## EXERCISE PROMPT:
The listing that follows is to be output in full and without change.
+++
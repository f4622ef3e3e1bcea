//! Driving port for the favorites ledger use-cases.

use async_trait::async_trait;

use crate::domain::{Error, ExternalId, FavoritesSnapshot, Ingredient, Recipe, UserId};

/// Domain use-case port for saving and listing favorites.
///
/// Saving resolves the provider record into a local cache row on first
/// reference; re-saving and re-removing are idempotent no-ops. Cached rows
/// are never refreshed or deleted.
#[cfg_attr(test, mockall::automock)]
#[async_trait]
pub trait FavoritesLedger: Send + Sync {
    /// Save an ingredient for the user, materialising it if needed.
    async fn add_ingredient(&self, user: UserId, id: ExternalId) -> Result<Ingredient, Error>;

    /// Save a recipe for the user, materialising it if needed.
    async fn add_recipe(&self, user: UserId, id: ExternalId) -> Result<Recipe, Error>;

    /// Remove a saved ingredient; succeeds even when not saved.
    async fn remove_ingredient(&self, user: UserId, id: ExternalId) -> Result<(), Error>;

    /// Remove a saved recipe; succeeds even when not saved.
    async fn remove_recipe(&self, user: UserId, id: ExternalId) -> Result<(), Error>;

    /// List everything the user has saved.
    async fn list_favorites(&self, user: UserId) -> Result<FavoritesSnapshot, Error>;
}
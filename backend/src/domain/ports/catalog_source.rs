//! Port abstraction for the external recipe/ingredient provider.

use async_trait::async_trait;

use crate::domain::{
    ExternalId, Ingredient, IngredientSearch, IngredientSearchPage, Recipe, RecipeSearch,
    RecipeSearchPage,
};

/// Failures raised by provider source adapters.
#[derive(Debug, Clone, PartialEq, Eq, thiserror::Error)]
pub enum CatalogSourceError {
    /// Connection-level failure reaching the provider.
    #[error("provider transport failed: {message}")]
    Transport { message: String },
    /// The provider did not answer within the configured deadline.
    #[error("provider timed out: {message}")]
    Timeout { message: String },
    /// The provider rejected the call due to quota or rate limits.
    #[error("provider rate limited the request: {message}")]
    RateLimited { message: String },
    /// The provider has no record for the requested identifier.
    #[error("provider has no such record: {message}")]
    NotFound { message: String },
    /// The response body did not match the expected shape.
    #[error("provider response could not be decoded: {message}")]
    Decode { message: String },
    /// The provider judged the request malformed.
    #[error("provider rejected the request: {message}")]
    InvalidRequest { message: String },
}

impl CatalogSourceError {
    /// Transport failure with the given message.
    pub fn transport(message: impl Into<String>) -> Self {
        Self::Transport {
            message: message.into(),
        }
    }

    /// Timeout with the given message.
    pub fn timeout(message: impl Into<String>) -> Self {
        Self::Timeout {
            message: message.into(),
        }
    }

    /// Rate-limit rejection with the given message.
    pub fn rate_limited(message: impl Into<String>) -> Self {
        Self::RateLimited {
            message: message.into(),
        }
    }

    /// Missing-record response with the given message.
    pub fn not_found(message: impl Into<String>) -> Self {
        Self::NotFound {
            message: message.into(),
        }
    }

    /// Decode failure with the given message.
    pub fn decode(message: impl Into<String>) -> Self {
        Self::Decode {
            message: message.into(),
        }
    }

    /// Malformed-request rejection with the given message.
    pub fn invalid_request(message: impl Into<String>) -> Self {
        Self::InvalidRequest {
            message: message.into(),
        }
    }
}

/// Driven port for the read-only recipe/ingredient provider.
///
/// Implementations perform at most one outbound call per invocation and must
/// tolerate absent optional fields in provider payloads.
#[cfg_attr(test, mockall::automock)]
#[async_trait]
pub trait CatalogSource: Send + Sync {
    /// Fetch the full ingredient record by provider identifier.
    async fn fetch_ingredient(&self, id: ExternalId) -> Result<Ingredient, CatalogSourceError>;

    /// Fetch the full recipe record by provider identifier.
    async fn fetch_recipe(&self, id: ExternalId) -> Result<Recipe, CatalogSourceError>;

    /// Search ingredients by free-text query.
    async fn search_ingredients(
        &self,
        search: &IngredientSearch,
    ) -> Result<IngredientSearchPage, CatalogSourceError>;

    /// Search recipes by free-text query with optional diet/cuisine filters.
    async fn search_recipes(
        &self,
        search: &RecipeSearch,
    ) -> Result<RecipeSearchPage, CatalogSourceError>;
}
+++
## SOLUTION FOR THIS EXERCISE:
repository f4622ef3e3e1bcea
//! Driving port for the favorites ledger use-cases.

use async_trait::async_trait;

use crate::domain::{Error, ExternalId, FavoritesSnapshot, Ingredient, Recipe, UserId};

/// Domain use-case port for saving and listing favorites.
///
/// Saving resolves the provider record into a local cache row on first
/// reference; re-saving and re-removing are idempotent no-ops. Cached rows
/// are never refreshed or deleted.
#[cfg_attr(test, mockall::automock)]
#[async_trait]
pub trait FavoritesLedger: Send + Sync {
    /// Save an ingredient for the user, materialising it if needed.
    async fn add_ingredient(&self, user: UserId, id: ExternalId) -> Result<Ingredient, Error>;

    /// Save a recipe for the user, materialising it if needed.
    async fn add_recipe(&self, user: UserId, id: ExternalId) -> Result<Recipe, Error>;

    /// Remove a saved ingredient; succeeds even when not saved.
    async fn remove_ingredient(&self, user: UserId, id: ExternalId) -> Result<(), Error>;

    /// Remove a saved recipe; succeeds even when not saved.
    async fn remove_recipe(&self, user: UserId, id: ExternalId) -> Result<(), Error>;

    /// List everything the user has saved.
    async fn list_favorites(&self, user: UserId) -> Result<FavoritesSnapshot, Error>;
}
filename backend/src/domain/ports/catalog_source.rs
//! Port abstraction for the external recipe/ingredient provider.

use async_trait::async_trait;

use crate::domain::{
    ExternalId, Ingredient, IngredientSearch, IngredientSearchPage, Recipe, RecipeSearch,
    RecipeSearchPage,
};

/// Failures raised by provider source adapters.
#[derive(Debug, Clone, PartialEq, Eq, thiserror::Error)]
pub enum CatalogSourceError {
    /// Connection-level failure reaching the provider.
    #[error("provider transport failed: {message}")]
    Transport { message: String },
    /// The provider did not answer within the configured deadline.
    #[error("provider timed out: {message}")]
    Timeout { message: String },
    /// The provider rejected the call due to quota or rate limits.
    #[error("provider rate limited the request: {message}")]
    RateLimited { message: String },
    /// The provider has no record for the requested identifier.
    #[error("provider has no such record: {message}")]
    NotFound { message: String },
    /// The response body did not match the expected shape.
    #[error("provider response could not be decoded: {message}")]
    Decode { message: String },
    /// The provider judged the request malformed.
    #[error("provider rejected the request: {message}")]
    InvalidRequest { message: String },
}

impl CatalogSourceError {
    /// Transport failure with the given message.
    pub fn transport(message: impl Into<String>) -> Self {
        Self::Transport {
            message: message.into(),
        }
    }

    /// Timeout with the given message.
    pub fn timeout(message: impl Into<String>) -> Self {
        Self::Timeout {
            message: message.into(),
        }
    }

    /// Rate-limit rejection with the given message.
    pub fn rate_limited(message: impl Into<String>) -> Self {
        Self::RateLimited {
            message: message.into(),
        }
    }

    /// Missing-record response with the given message.
    pub fn not_found(message: impl Into<String>) -> Self {
        Self::NotFound {
            message: message.into(),
        }
    }

    /// Decode failure with the given message.
    pub fn decode(message: impl Into<String>) -> Self {
        Self::Decode {
            message: message.into(),
        }
    }

    /// Malformed-request rejection with the given message.
    pub fn invalid_request(message: impl Into<String>) -> Self {
        Self::InvalidRequest {
            message: message.into(),
        }
    }
}

/// Driven port for the read-only recipe/ingredient provider.
///
/// Implementations perform at most one outbound call per invocation and must
/// tolerate absent optional fields in provider payloads.
#[cfg_attr(test, mockall::automock)]
#[async_trait]
pub trait CatalogSource: Send + Sync {
    /// Fetch the full ingredient record by provider identifier.
    async fn fetch_ingredient(&self, id: ExternalId) -> Result<Ingredient, CatalogSourceError>;

    /// Fetch the full recipe record by provider identifier.
    async fn fetch_recipe(&self, id: ExternalId) -> Result<Recipe, CatalogSourceError>;

    /// Search ingredients by free-text query.
    async fn search_ingredients(
        &self,
        search: &IngredientSearch,
    ) -> Result<IngredientSearchPage, CatalogSourceError>;

    /// Search recipes by free-text query with optional diet/cuisine filters.
    async fn search_recipes(
        &self,
        search: &RecipeSearch,
    ) -> Result<RecipeSearchPage, CatalogSourceError>;
}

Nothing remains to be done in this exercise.